Do contemporary arrays really still typically require any real degree of
compatibility in replacement disks, as long as they are at least as
large as what they're replacing (and use the appropriate interface, of
course)?


As far as I know (and I'm not really an administrator or user of large
disk arrays, I just have them around as part of my job), for a
high-end array you need to find replacement disks that
- have the same interface (SCSI, FC, SATA, SSA, ...)
- have the right connector (for example for SCSI, this usually means
the 80-pin single connector that has both power and data, although
older Hitachi arrays used dual-ported SCSI disks with two 50-pin
Centronics connectors),
- have firmware versions the array controllers recognize (most
high-end arrays will only accept drives of known model and firmware
version),
- and have the correct capacity (not always true, but for traditional
RAID controllers, if one disk in the RAID group has higher capacity,
the extra capacity can't be used, unless the array virtualizes RAID
groups across physical drives, which if any is done only recently)
which pretty much restricts you to same-model replacement drives,
obtained through the array vendor (not off the street) to get the
correctly modified drive firmware.

Everything except the first two requirements sound pretty harsh. But
look at it from the point of view of the array vendor: they have spent
a huge amount of time and money qualifying and testing the whole array
and its constituent components to work correctly, when using disk
drives model X capacity Y firmware version Z. Now some idiot comes,
and gets a replacement drive at Fry's or CompUSA or Best Buy, and it
is model A capacity BY and firmware version C. At this point, any
bug or incompatibility puts all the data on the disk array at risk.
And high-end disk arrays are not supposed to lose data, and customers
tend to get very ticked off when it happens. So the array software is
being so restrictive to protect both the customer (who is being
penny-wise pound-foolish) and the array vendor.

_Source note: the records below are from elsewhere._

//! Expression nodes.
//!
//! Every node carries its result width and an [`ExprKind`]. Kinds are a
//! closed sum type; consumers dispatch with exhaustive `match`.

use smallvec::{smallvec, SmallVec};

use crate::array::UpdateList;
use crate::constant::Constant;
use crate::width::{self, Width};
use crate::ExprId;

/// Child list of an expression. No kind has more than three children.
pub type Kids = SmallVec<[ExprId; 3]>;

/// An expression node.
#[derive(Clone, PartialEq, Eq, Debug)]
pub struct Expr {
    pub width: Width,
    pub kind: ExprKind,
}

/// Two-operand arithmetic and bitwise operators. Result width equals the
/// operand width.
#[derive(Copy, Clone, Eq, PartialEq, Hash, Debug)]
pub enum BinaryOp {
    Add,
    Sub,
    Mul,
    UDiv,
    SDiv,
    URem,
    SRem,
    And,
    Or,
    Xor,
    Shl,
    LShr,
    AShr,
}

/// Comparisons. Result width is always `w1`.
#[derive(Copy, Clone, Eq, PartialEq, Hash, Debug)]
pub enum CompareOp {
    Eq,
    Ne,
    Ult,
    Ule,
    Ugt,
    Uge,
    Slt,
    Sle,
    Sgt,
    Sge,
}

/// Expression variants.
#[derive(Clone, PartialEq, Eq, Debug)]
pub enum ExprKind {
    /// Literal value.
    Constant(Constant),

    /// Marker that blocks simplification of its operand.
    NotOptimized { src: ExprId },

    /// Byte load from an array as of a list of updates.
    Read { updates: UpdateList, index: ExprId },

    /// `cond ? then_expr : else_expr`
    Select {
        cond: ExprId,
        then_expr: ExprId,
        else_expr: ExprId,
    },

    /// Bit concatenation, `left` is the most significant part.
    Concat { left: ExprId, right: ExprId },

    /// `width` bits of `src` starting at bit `offset`.
    Extract { src: ExprId, offset: Width },

    ZExt { src: ExprId },
    SExt { src: ExprId },
    Not { src: ExprId },

    Binary {
        op: BinaryOp,
        left: ExprId,
        right: ExprId,
    },

    Compare {
        op: CompareOp,
        left: ExprId,
        right: ExprId,
    },
}

impl BinaryOp {
    /// Printed name of the operator.
    pub fn tag(self) -> &'static str {
        match self {
            BinaryOp::Add => "Add",
            BinaryOp::Sub => "Sub",
            BinaryOp::Mul => "Mul",
            BinaryOp::UDiv => "UDiv",
            BinaryOp::SDiv => "SDiv",
            BinaryOp::URem => "URem",
            BinaryOp::SRem => "SRem",
            BinaryOp::And => "And",
            BinaryOp::Or => "Or",
            BinaryOp::Xor => "Xor",
            BinaryOp::Shl => "Shl",
            BinaryOp::LShr => "LShr",
            BinaryOp::AShr => "AShr",
        }
    }
}

impl CompareOp {
    /// Printed name of the comparison.
    pub fn tag(self) -> &'static str {
        match self {
            CompareOp::Eq => "Eq",
            CompareOp::Ne => "Ne",
            CompareOp::Ult => "Ult",
            CompareOp::Ule => "Ule",
            CompareOp::Ugt => "Ugt",
            CompareOp::Uge => "Uge",
            CompareOp::Slt => "Slt",
            CompareOp::Sle => "Sle",
            CompareOp::Sgt => "Sgt",
            CompareOp::Sge => "Sge",
        }
    }
}

impl ExprKind {
    /// Printed name of the kind.
    pub fn tag(&self) -> &'static str {
        match self {
            ExprKind::Constant(_) => "Constant",
            ExprKind::NotOptimized { .. } => "NotOptimized",
            ExprKind::Read { .. } => "Read",
            ExprKind::Select { .. } => "Select",
            ExprKind::Concat { .. } => "Concat",
            ExprKind::Extract { .. } => "Extract",
            ExprKind::ZExt { .. } => "ZExt",
            ExprKind::SExt { .. } => "SExt",
            ExprKind::Not { .. } => "Not",
            ExprKind::Binary { op, .. } => op.tag(),
            ExprKind::Compare { op, .. } => op.tag(),
        }
    }

    /// Ordered children. A `Read` has its index as its only child; its
    /// update list is reached separately.
    pub fn kids(&self) -> Kids {
        match *self {
            ExprKind::Constant(_) => SmallVec::new(),
            ExprKind::NotOptimized { src }
            | ExprKind::Extract { src, .. }
            | ExprKind::ZExt { src }
            | ExprKind::SExt { src }
            | ExprKind::Not { src } => smallvec![src],
            ExprKind::Read { index, .. } => smallvec![index],
            ExprKind::Select {
                cond,
                then_expr,
                else_expr,
            } => smallvec![cond, then_expr, else_expr],
            ExprKind::Concat { left, right }
            | ExprKind::Binary { left, right, .. }
            | ExprKind::Compare { left, right, .. } => smallvec![left, right],
        }
    }

    /// Same variant with the same non-child payload (operator, offset,
    /// constant value, update list). Children are not compared.
    pub fn same_shape(&self, other: &ExprKind) -> bool {
        match (self, other) {
            (ExprKind::Constant(a), ExprKind::Constant(b)) => a == b,
            (ExprKind::Read { updates: a, .. }, ExprKind::Read { updates: b, .. }) => {
                a.root == b.root
            }
            (ExprKind::Extract { offset: a, .. }, ExprKind::Extract { offset: b, .. }) => a == b,
            (ExprKind::Binary { op: a, .. }, ExprKind::Binary { op: b, .. }) => a == b,
            (ExprKind::Compare { op: a, .. }, ExprKind::Compare { op: b, .. }) => a == b,
            _ => std::mem::discriminant(self) == std::mem::discriminant(other),
        }
    }
}

impl Expr {
    pub fn new(width: Width, kind: ExprKind) -> Self {
        Expr { width, kind }
    }

    #[inline]
    pub fn is_bool(&self) -> bool {
        self.width == width::BOOL
    }

    #[inline]
    pub fn as_constant(&self) -> Option<&Constant> {
        match &self.kind {
            ExprKind::Constant(c) => Some(c),
            _ => None,
        }
    }

    #[inline]
    pub fn is_constant(&self) -> bool {
        matches!(self.kind, ExprKind::Constant(_))
    }

    /// The boolean constant `false`.
    pub fn is_false(&self) -> bool {
        self.as_constant().is_some_and(Constant::is_false)
    }

    #[inline]
    pub fn kids(&self) -> Kids {
        self.kind.kids()
    }
}
//! Arena storage for expressions, update nodes and arrays.
//!
//! - All nodes live in flat `Vec`s indexed by their handle
//! - Children are handles, never owned boxes
//! - Nothing is ever removed, so handles stay valid for the arena's lifetime
//!
//! The arena is read-only while it is being printed and can be shared
//! across threads by reference.

use crate::array::{Array, UpdateList, UpdateNode};
use crate::expr::{Expr, Kids};
use crate::{ArrayId, ExprId, UpdateId};

/// Contiguous storage for one expression DAG.
#[derive(Clone, Default, Debug)]
pub struct ExprArena {
    /// All expressions (indexed by `ExprId`).
    exprs: Vec<Expr>,

    /// All update nodes (indexed by `UpdateId`).
    updates: Vec<UpdateNode>,

    /// All arrays (indexed by `ArrayId`).
    arrays: Vec<Array>,
}

impl ExprArena {
    /// Create a new empty arena.
    pub fn new() -> Self {
        Self::default()
    }

    // ===== Expressions =====

    /// Allocate an expression, return its handle.
    ///
    /// # Panics
    /// Panics if a child handle does not already exist in this arena.
    #[track_caller]
    pub fn alloc_expr(&mut self, expr: Expr) -> ExprId {
        let id = ExprId::from_len(self.exprs.len());
        for kid in expr.kids() {
            assert!(kid < id, "{kid:?} is not allocated before {id:?}");
        }
        self.exprs.push(expr);
        id
    }

    /// Get an expression by handle.
    ///
    /// # Panics
    /// Panics if `id` is out of bounds.
    #[inline]
    #[track_caller]
    pub fn get(&self, id: ExprId) -> &Expr {
        &self.exprs[id.index()]
    }

    /// Children of an expression.
    #[inline]
    #[track_caller]
    pub fn kids(&self, id: ExprId) -> Kids {
        self.get(id).kids()
    }

    #[inline]
    pub fn expr_count(&self) -> usize {
        self.exprs.len()
    }

    // ===== Update nodes =====

    /// Allocate an update node, return its handle.
    ///
    /// # Panics
    /// Panics if `node.next` or its index/value are not already allocated.
    /// This keeps every chain finite and acyclic.
    #[track_caller]
    pub fn alloc_update(&mut self, node: UpdateNode) -> UpdateId {
        let id = UpdateId::from_len(self.updates.len());
        if let Some(next) = node.next {
            assert!(next < id, "update link {next:?} does not precede {id:?}");
        }
        assert!(node.index.index() < self.exprs.len(), "dangling update index");
        assert!(node.value.index() < self.exprs.len(), "dangling update value");
        self.updates.push(node);
        id
    }

    /// Get an update node by handle.
    ///
    /// # Panics
    /// Panics if `id` is out of bounds.
    #[inline]
    #[track_caller]
    pub fn update_node(&self, id: UpdateId) -> &UpdateNode {
        &self.updates[id.index()]
    }

    #[inline]
    pub fn update_count(&self) -> usize {
        self.updates.len()
    }

    /// Walk an update list from the newest store to the oldest.
    pub fn update_chain(&self, list: UpdateList) -> UpdateChain<'_> {
        UpdateChain {
            arena: self,
            cursor: list.head,
        }
    }

    // ===== Arrays =====

    pub(crate) fn alloc_array(&mut self, array: Array) -> ArrayId {
        let id = ArrayId::from_len(self.arrays.len());
        self.arrays.push(array);
        id
    }

    /// Get an array by handle.
    ///
    /// # Panics
    /// Panics if `id` is out of bounds.
    #[inline]
    #[track_caller]
    pub fn array(&self, id: ArrayId) -> &Array {
        &self.arrays[id.index()]
    }

    #[inline]
    pub fn array_count(&self) -> usize {
        self.arrays.len()
    }
}

/// Iterator over an update chain, newest first.
pub struct UpdateChain<'a> {
    arena: &'a ExprArena,
    cursor: Option<UpdateId>,
}

impl<'a> Iterator for UpdateChain<'a> {
    type Item = (UpdateId, &'a UpdateNode);

    fn next(&mut self) -> Option<Self::Item> {
        let id = self.cursor?;
        let node = self.arena.update_node(id);
        self.cursor = node.next;
        Some((id, node))
    }
}
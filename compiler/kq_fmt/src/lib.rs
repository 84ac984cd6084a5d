//! kquery printer
//!
//! Prints expression DAGs, constraint sets and queries in the textual
//! kquery form.
//!
//! # Architecture
//!
//! Printing is two passes over a shared [`ExprArena`](kq_ir::ExprArena):
//!
//! 1. **Scan**: count how often every node is reached from the roots
//! 2. **Print**: emit each node, labeling it `N<k>:` the first time when it
//!    was reached more than once and writing `N<k>` afterwards
//!
//! Update lists get the same treatment with `U<k>` labels. Line breaks are
//! decided per operand list by a one-level look-ahead and columns are
//! tracked so broken operands align under their first sibling.
//!
//! # Modules
//!
//! - [`config`]: print flags and line terminator
//! - [`emitter`]: output abstraction for strings and writers
//! - [`context`]: column tracking and line breaks
//! - [`scan`]: sharing analysis
//! - [`binder`]: label assignment
//! - [`multibyte`]: collapsing byte-read concatenations into wide loads
//! - [`printer`]: the expression printer
//! - [`query`]: query, constraint and single-expression entry points
//!
//! # Example
//!
//! ```
//! use kq_fmt::{format_single_expr, PrintConfig};
//! use kq_ir::{BinaryOp, ExprArena, UpdateList};
//!
//! let mut arena = ExprArena::new();
//! let arr = UpdateList::new(arena.symbolic_array("arr", 4).unwrap());
//! let x = arena.read_at(arr, 0).unwrap();
//! let e = arena.binary(BinaryOp::Mul, x, x).unwrap();
//! assert_eq!(
//!     format_single_expr(&arena, e, PrintConfig::default()),
//!     "(Mul w8 N0:(Read w8 0x0 arr) N0)"
//! );
//! ```

pub mod binder;
pub mod config;
pub mod context;
pub mod emitter;
pub mod multibyte;
pub mod printer;
pub mod query;
pub mod scan;

pub use binder::Binder;
pub use config::{PrintConfig, PrintFlags, DEFAULT_NEWLINE};
pub use context::PrintContext;
pub use emitter::{Emitter, StringEmitter, WriterEmitter};
pub use multibyte::{ByteOrder, MultibyteRead, Stride};
pub use printer::Printer;
pub use query::{
    display, format_constraints, format_one, format_query, format_single_expr, print_one,
    print_query, print_single_expr, write_constraints, write_one, write_query,
    write_single_expr, DisplayExpr, Query,
};
pub use scan::Scanner;

use std::sync::Once;

use tracing_subscriber::EnvFilter;

static TRACING_INIT: Once = Once::new();

/// Install a `tracing` subscriber filtered by `RUST_LOG`.
///
/// Does nothing unless `RUST_LOG` is set, e.g. `RUST_LOG=kq_fmt=trace`.
/// Only the first call has any effect. Returns `true` if this call
/// installed the subscriber.
pub fn init_tracing() -> bool {
    let mut installed = false;
    TRACING_INIT.call_once(|| {
        use tracing_subscriber::{fmt, prelude::*};

        let directives = std::env::var("RUST_LOG").ok();
        if let Some(filter) = env_filter(directives.as_deref()) {
            installed = tracing_subscriber::registry()
                .with(fmt::layer().with_target(true).with_level(true))
                .with(filter)
                .try_init()
                .is_ok();
        }
    });
    installed
}

/// Filter for the given `RUST_LOG` directives, if any were given.
fn env_filter(directives: Option<&str>) -> Option<EnvFilter> {
    directives.map(EnvFilter::new)
}
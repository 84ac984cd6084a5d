//! kquery IR - symbolic expressions over byte arrays
//!
//! This crate holds the data the query printer reads:
//! - Expressions: an immutable DAG of bit-vector nodes addressed by [`ExprId`]
//! - Arrays: named byte arrays, symbolic or concrete, addressed by [`ArrayId`]
//! - Update lists: append-only store logs layered over an array
//! - Constraint sets: ordered boolean expressions
//!
//! # Design Philosophy
//!
//! - **Flatten Everything**: no `Rc<Expr>`, children are `ExprId(u32)` indices
//!   into one [`ExprArena`]
//! - **Identity is the handle**: two `ExprId`s are the same node iff they are
//!   equal. Structurally equal nodes allocated twice are distinct, which is
//!   what sharing detection keys on.
//! - **Acyclic by construction**: a node can only point at ids that already
//!   exist, so neither expressions nor update chains can form cycles.
//!
//! Construction helpers live on [`ExprArena`] (see `builder`) and apply the
//! canonicalizing folds that downstream pattern matching depends on.

mod arena;
mod array;
mod builder;
mod constant;
mod constraints;
mod error;
mod expr;
mod ids;
pub mod width;

pub use arena::{ExprArena, UpdateChain};
pub use array::{Array, ArrayContents, UpdateList, UpdateNode};
pub use constant::Constant;
pub use constraints::ConstraintSet;
pub use error::BuildError;
pub use expr::{BinaryOp, CompareOp, Expr, ExprKind, Kids};
pub use ids::{ArrayId, ExprId, UpdateId};
pub use width::Width;

/// Arbitrary-precision value type carried by [`Constant`].
pub use num_bigint::BigUint;
#![allow(clippy::unwrap_used, reason = "Tests use unwrap for brevity")]

use super::*;
use crate::config::PrintFlags;
use kq_ir::{BinaryOp, CompareOp, Constant};
use pretty_assertions::assert_eq;

struct Fixture {
    arena: ExprArena,
    list: UpdateList,
}

impl Fixture {
    fn new() -> Self {
        let mut arena = ExprArena::new();
        let arr = arena.symbolic_array("arr", 16).unwrap();
        Fixture {
            arena,
            list: UpdateList::new(arr),
        }
    }

    fn read(&mut self, offset: u64) -> ExprId {
        self.arena.read_at(self.list, offset).unwrap()
    }

    fn store(&mut self, list: UpdateList, index: u64, value: u64) -> UpdateList {
        let index = self.arena.constant(index, 32).unwrap();
        let value = self.arena.constant(value, 8).unwrap();
        self.arena.update(list, index, value).unwrap()
    }
}

fn render_with(arena: &ExprArena, expr: ExprId, config: PrintConfig) -> String {
    let mut printer = Printer::new(arena, config);
    printer.scan(expr);
    let mut ctx = PrintContext::new();
    printer.print(&mut ctx, expr, false);
    ctx.finalize()
}

fn render(arena: &ExprArena, expr: ExprId) -> String {
    render_with(arena, expr, PrintConfig::default())
}

fn spaces(n: usize) -> String {
    " ".repeat(n)
}

#[test]
fn single_read() {
    let mut f = Fixture::new();
    let e = f.read(3);
    assert_eq!(render(&f.arena, e), "(Read w8 0x3 arr)");
}

#[test]
fn unscanned_printing_labels_everything() {
    let mut f = Fixture::new();
    let x = f.read(3);
    let e = f.arena.not(x).unwrap();

    let mut printer = Printer::new(&f.arena, PrintConfig::default());
    let mut ctx = PrintContext::new();
    printer.print_at(&mut ctx, e, 0);
    assert_eq!(ctx.finalize(), "N0:(Not w8 N1:(Read w8 0x3 arr))");
}

#[test]
fn print_at_aligns_from_given_column() {
    let mut f = Fixture::new();
    let a = f.read(0);
    let b = f.read(1);
    let c = f.read(2);
    let d = f.read(3);
    let left = f.arena.binary(BinaryOp::Mul, a, b).unwrap();
    let right = f.arena.binary(BinaryOp::Mul, c, d).unwrap();
    let e = f.arena.binary(BinaryOp::Xor, left, right).unwrap();

    let mut printer = Printer::new(&f.arena, PrintConfig::default());
    printer.scan(e);
    let mut ctx = PrintContext::new();
    printer.print_at(&mut ctx, e, 4);
    let expected = format!(
        concat!(
            "(Xor w8 (Mul w8 (Read w8 0x0 arr) (Read w8 0x1 arr))\n",
            "{}(Mul w8 (Read w8 0x2 arr) (Read w8 0x3 arr)))",
        ),
        spaces(12)
    );
    assert_eq!(ctx.finalize(), expected);
}

#[test]
fn shared_operand_is_labeled_once() {
    let mut f = Fixture::new();
    let x = f.read(0);
    let e = f.arena.binary(BinaryOp::Mul, x, x).unwrap();
    assert_eq!(render(&f.arena, e), "(Mul w8 N0:(Read w8 0x0 arr) N0)");
}

#[test]
fn complex_operands_break_and_align() {
    let mut f = Fixture::new();
    let a = f.read(0);
    let b = f.read(1);
    let c = f.read(2);
    let d = f.read(3);
    let left = f.arena.binary(BinaryOp::Mul, a, b).unwrap();
    let right = f.arena.binary(BinaryOp::Mul, c, d).unwrap();
    let e = f.arena.binary(BinaryOp::Xor, left, right).unwrap();

    let expected = format!(
        concat!(
            "(Xor w8 (Mul w8 (Read w8 0x0 arr) (Read w8 0x1 arr))\n",
            "{}(Mul w8 (Read w8 0x2 arr) (Read w8 0x3 arr)))",
        ),
        spaces(8)
    );
    assert_eq!(render(&f.arena, e), expected);
}

#[test]
fn constant_operands_carry_their_width() {
    let mut f = Fixture::new();
    let x = f.read(0);
    let two = f.arena.constant(2, 8).unwrap();
    let e = f.arena.binary(BinaryOp::Mul, x, two).unwrap();
    assert_eq!(render(&f.arena, e), "(Mul w8 (Read w8 0x0 arr) (w8 0x2))");
}

#[test]
fn look_ahead_sees_one_level_down() {
    let mut f = Fixture::new();
    let x = f.read(0);
    let wide = f.arena.zext(x, 32).unwrap();
    let one = f.arena.constant(1, 32).unwrap();
    let e = f.arena.add(wide, one).unwrap();

    let expected = format!(
        "(Add w32 (w32 0x1)\n{}(ZExt w32 (Read w8 0x0 arr)))",
        spaces(9)
    );
    assert_eq!(render(&f.arena, e), expected);
}

#[test]
fn boolean_width_is_omitted() {
    let mut f = Fixture::new();
    let x = f.read(0);
    let y = f.read(1);
    let e = f.arena.compare(CompareOp::Eq, x, y).unwrap();
    assert_eq!(render(&f.arena, e), "(Eq (Read w8 0x0 arr) (Read w8 0x1 arr))");

    let config = PrintConfig::default().with_flag(PrintFlags::ALL_WIDTHS, true);
    assert_eq!(
        render_with(&f.arena, e, config),
        "(Eq w1 (Read w8 0x0 arr) (Read w8 0x1 arr))"
    );
}

#[test]
fn width_flags() {
    let mut f = Fixture::new();
    let e = f.read(3);

    let glued = PrintConfig::default().with_flag(PrintFlags::WIDTH_AS_ARG, false);
    assert_eq!(render_with(&f.arena, e, glued), "(Read8 0x3 arr)");

    let bare = PrintConfig::default().with_flag(PrintFlags::PREFIX_WIDTH, false);
    assert_eq!(render_with(&f.arena, e, bare), "(Read 8 0x3 arr)");

    let consts = PrintConfig::default().with_flag(PrintFlags::ALL_CONST_WIDTHS, true);
    assert_eq!(render_with(&f.arena, e, consts), "(Read w8 (w32 0x3) arr)");
}

#[test]
fn boolean_constants() {
    let mut arena = ExprArena::new();
    let t = arena.bool(true);
    let f = arena.bool(false);
    assert_eq!(render(&arena, t), "true");
    assert_eq!(render(&arena, f), "false");
}

#[test]
fn wide_constants_print_bare_hex() {
    let mut arena = ExprArena::new();
    let value = (num_value(1) << 100u32) | num_value(0xff);
    let e = arena.constant_value(Constant::from_biguint(value, 128));
    let expected = format!("1{}ff", "0".repeat(23));
    assert_eq!(render(&arena, e), expected);

    let narrow = arena.constant(u64::MAX, 64).unwrap();
    assert_eq!(render(&arena, narrow), "0xffffffffffffffff");
}

fn num_value(v: u64) -> kq_ir::BigUint {
    kq_ir::BigUint::from(v)
}

#[test]
fn extract_prints_offset() {
    let mut f = Fixture::new();
    let a = f.read(0);
    let b = f.read(5);
    let word = f.arena.concat(a, b).unwrap();
    let e = f.arena.extract(word, 8, 8).unwrap();
    assert_eq!(
        render(&f.arena, e),
        "(Extract w8 8 (Concat w16 (Read w8 0x0 arr) (Read w8 0x5 arr)))"
    );
}

#[test]
fn little_endian_chain_collapses() {
    let mut f = Fixture::new();
    let b0 = f.read(0);
    let b1 = f.read(1);
    let b2 = f.read(2);
    let b3 = f.read(3);
    let low = f.arena.concat(b1, b0).unwrap();
    let mid = f.arena.concat(b2, low).unwrap();
    let e = f.arena.concat(b3, mid).unwrap();
    assert_eq!(render(&f.arena, e), "(ReadLSB w32 0x0 arr)");
}

#[test]
fn big_endian_chain_collapses() {
    let mut f = Fixture::new();
    let b0 = f.read(0);
    let b1 = f.read(1);
    let b2 = f.read(2);
    let b3 = f.read(3);
    let low = f.arena.concat(b2, b3).unwrap();
    let mid = f.arena.concat(b1, low).unwrap();
    let e = f.arena.concat(b0, mid).unwrap();
    assert_eq!(render(&f.arena, e), "(ReadMSB w32 0x0 arr)");

    let off = PrintConfig::default().with_flag(PrintFlags::MULTIBYTE_READS, false);
    assert!(render_with(&f.arena, e, off).starts_with("(Concat w32 (Read w8 0x0 arr)\n"));
}

#[test]
fn collapsed_read_keeps_shared_index_label() {
    let mut f = Fixture::new();
    let idx_array = f.arena.symbolic_array("idx", 4).unwrap();
    let raw = f.arena.read_at(UpdateList::new(idx_array), 0).unwrap();
    let base = f.arena.zext(raw, 32).unwrap();

    let mut bytes = Vec::new();
    for k in 0..4 {
        let k = f.arena.constant(k, 32).unwrap();
        let index = f.arena.add(k, base).unwrap();
        bytes.push(f.arena.read(f.list, index).unwrap());
    }
    let low = f.arena.concat(bytes[1], bytes[0]).unwrap();
    let mid = f.arena.concat(bytes[2], low).unwrap();
    let e = f.arena.concat(bytes[3], mid).unwrap();

    // The base index is shared by the per-byte index sums, so it keeps its label.
    assert_eq!(
        render(&f.arena, e),
        "(ReadLSB w32 N0:(ZExt w32 (Read w8 0x0 idx)) arr)"
    );
}

#[test]
fn broken_chain_prints_nested_concats() {
    let mut f = Fixture::new();
    let b0 = f.read(0);
    let b1 = f.read(1);
    let b3 = f.read(3);
    let inner = f.arena.concat(b1, b3).unwrap();
    let e = f.arena.concat(b0, inner).unwrap();

    let expected = format!(
        "(Concat w24 (Read w8 0x0 arr)\n{}(Concat w16 (Read w8 0x1 arr) (Read w8 0x3 arr)))",
        spaces(12)
    );
    assert_eq!(render(&f.arena, e), expected);
}

#[test]
fn reads_through_different_updates_do_not_collapse() {
    let mut f = Fixture::new();
    let updated = f.store(f.list, 0, 1);
    let low = f.read(0);
    let high = f.arena.read_at(updated, 1).unwrap();
    let e = f.arena.concat(low, high).unwrap();

    let expected = format!(
        "(Concat w16 (Read w8 0x0 arr)\n{}(Read w8 0x1 [0x0=0x1] @ arr))",
        spaces(12)
    );
    assert_eq!(render(&f.arena, e), expected);
}

#[test]
fn constant_updates_share_a_line() {
    let mut f = Fixture::new();
    let first = f.store(f.list, 0, 1);
    let second = f.store(first, 1, 2);
    let e = f.arena.read_at(second, 3).unwrap();
    assert_eq!(render(&f.arena, e), "(Read w8 0x3 [0x1=0x2, 0x0=0x1] @ arr)");
}

#[test]
fn symbolic_update_breaks_following_pair() {
    let mut f = Fixture::new();
    let src = f.arena.symbolic_array("src", 4).unwrap();
    let stored = f.arena.read_at(UpdateList::new(src), 0).unwrap();
    let older = f.store(f.list, 1, 2);
    let zero = f.arena.constant(0, 32).unwrap();
    let newer = f.arena.update(older, zero, stored).unwrap();
    let e = f.arena.read_at(newer, 3).unwrap();

    let expected = format!(
        "(Read w8 0x3 [0x0=(Read w8 0x0 src),\n{}0x1=0x2] @ arr)",
        spaces(14)
    );
    assert_eq!(render(&f.arena, e), expected);
}

#[test]
fn shared_update_list_is_labeled() {
    let mut f = Fixture::new();
    let list = f.store(f.list, 0, 1);
    let a = f.arena.read_at(list, 2).unwrap();
    let b = f.arena.read_at(list, 3).unwrap();
    let e = f.arena.binary(BinaryOp::Mul, a, b).unwrap();

    let expected = format!(
        "(Mul w8 (Read w8 0x2 U0:[0x0=0x1] @ arr)\n{}(Read w8 0x3 U0))",
        spaces(8)
    );
    assert_eq!(render(&f.arena, e), expected);
}

#[test]
fn shared_suffix_opens_new_run() {
    let mut f = Fixture::new();
    let base = f.store(f.list, 0, 1);
    let longer = f.store(base, 1, 2);
    let a = f.arena.read_at(longer, 5).unwrap();
    let b = f.arena.read_at(base, 6).unwrap();
    let e = f.arena.binary(BinaryOp::Mul, a, b).unwrap();

    let expected = format!(
        "(Mul w8 (Read w8 0x5 [0x1=0x2] @\n{}U0:[0x0=0x1] @ arr)\n{}(Read w8 0x6 U0))",
        spaces(21),
        spaces(8)
    );
    assert_eq!(render(&f.arena, e), expected);
}

#[test]
fn reset_forgets_labels() {
    let mut f = Fixture::new();
    let x = f.read(0);
    let e = f.arena.binary(BinaryOp::Mul, x, x).unwrap();

    let mut printer = Printer::new(&f.arena, PrintConfig::default());
    printer.scan(e);
    let mut ctx = PrintContext::new();
    printer.print(&mut ctx, e, false);
    assert_eq!(printer.binder().expr_count(), 1);

    printer.reset();
    assert_eq!(printer.binder().expr_count(), 0);
    assert_eq!(printer.scanner().reachable_count(), 0);

    printer.scan(e);
    let mut ctx = PrintContext::new();
    printer.print(&mut ctx, e, false);
    assert_eq!(ctx.finalize(), "(Mul w8 N0:(Read w8 0x0 arr) N0)");
}

#[test]
fn separator_helper() {
    let arena = ExprArena::new();
    let printer = Printer::new(&arena, PrintConfig::default());
    let mut ctx = PrintContext::new();
    ctx.emit("ab");
    printer.print_separator(&mut ctx, true, 4);
    ctx.emit("c");
    printer.print_separator(&mut ctx, false, 4);
    ctx.emit("d");
    assert_eq!(ctx.finalize(), "ab c\n    d");
}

Or to put it differently: customers who are willing to spend on the
order of $1M on a disk array should be smart enough to budget the
expected maintenance and part replacement outlays.

Now, with low-end arrays (for example my favorite for home use, the
3Ware cards using IDE drives), this is a different story. I think on
a 3Ware card you can mix and match drives with reckless abandon -
except that your RAID group will have a capacity which is the minimum
of the drives in the RAID group.

The big difference here is one of customer expectation. If a large
bank or insurance company buys a disk array from one of the big
vendors [EHI][BDM][CMS], and the array loses a lot of data, the CEO of
the bank/insurance will call Joe or Shinjiro or Sam on the cellphone
while they are in the middle of a golf game, and verbally tear into
them, thereby disrupting their golf scores. Bad scene. If my home
machine loses its data because I used a cheap flea market disk on my
3Ware or Adaptec or LSI RAID controller, I go to the kitchen, pour
myself a stiff drink, tell my wife to not use the computer for a day
or two, kick the dog for good measure, and start looking on the bottom
shelf of the gun safe for my most recent set of backup tapes (FYI, we
don't have a dog at home, that part of the anecdote was a joke).
Therefore, big disk arrays built by the big companies are more
paranoid than PCI cards intended for a different user population.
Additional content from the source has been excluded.